John Conway playing for Glasgow Celtic early war

WW2

His training as an air bomber took him to Canada, and on his return to the UK he agreed to join an all-Scots crew being assembled by a New Zealand pilot of Scottish descent. However, shortly after, John contracted scabies, spent a few days in the medical unit and his CO held him back to complete the training he had missed as a result. This meant that his crew had to replace him. Later in the war this crew would be shot down with no survivors.

He then joined Squadron 576 at RAF Elsham Wolds, Lincolnshire, and became one of the crew of Lancaster ME811 captained by Canadian pilot Gordon Bain. On D-Day, the Bain crew was part of the operation to bomb the railway infrastructure of Vire in Normandy to hinder the German advance by destroying transport links. The Lancaster somehow got ahead of schedule and arrived slightly early. On nearing Vire it was shot down a German night fighter which successfully targeted the port wing where the fuel tanks were housed. They managed to release their bombs on target before abandoning the aircraft. Six of the seven crew parachuted out but tragically the rear gunner went down with the plane.

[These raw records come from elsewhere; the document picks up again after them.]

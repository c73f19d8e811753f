pub mod baseline;
pub mod cache;
pub mod config;
pub mod error;
pub mod logging;
pub mod mcp;
pub mod model;
pub mod normalize;
pub mod query;
pub mod rate_limit;
pub mod score;
pub mod search;
pub mod source;
pub mod store;
pub mod table;

pub use config::EngineConfig;
pub use error::FareError;
pub use search::FareEngine;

John landed in a field of cows and badly sprained his ankle, exacerbated by the loss of his flying boot during his descent. The cows’ loud mooing alerted the Germans so he hastily buried his parachute and harness and set off, hobbling, as fast as possible. He could hear German voices at a nearby farm.

He transferred his socks from his good foot to his injured one, and managed to walk till dawn. He hid under a tree beside a stream and hunkered down to wait a day or two as instructed during his training. While hidden there he watched a Spitfire attack and destroy a German lorry. He ministered to his very swollen ankle as best as he could and at dusk the next day set off southwards, thinking maybe to escape to Spain. Reasoning that it was too dangerous to travel on the roads, he stuck to the fields. His escape kit comprising a silk map, compass and vitaminised caramels was invaluable. The going was arduous as he was in ‘bocage’ country, where high dense hedges bordered the fields and were very difficult to get through. After hours of walking, he at last came to a village church, and hid amongst the gravestones till dawn. He could see a vegetable garden over the wall, so he moved there and concealed himself behind the runner beans. Eventually an elderly lady appeared. She got the fright of her life when he stood up but rallied and went off to find the mayor.

The mayor, a local farmer, insisted on hiding him in the hayloft in his barn and dismissed John’s concern about the dangers to the family if he were discovered. John was to stay there for about 4 weeks. Fortunately he had learned French at school and could speak it well enough to get by. As his ankle healed and his fluency improved he integrated into the family and helped out on the farm. His feeble attempts at milking provoked much laughter, but he did better at hay-making. He was treated royally, dining well on farm produce and imbibing the local Calvados. The family’s priest, who lived in the nearby town of Tinchebray and spoke some English, called several times and they had interesting philosophical discussions. The weather turned bad, there were only occasional Allied planes and few Germans around. John felt a growing impatience at the apparent slow progress of the Allied assault.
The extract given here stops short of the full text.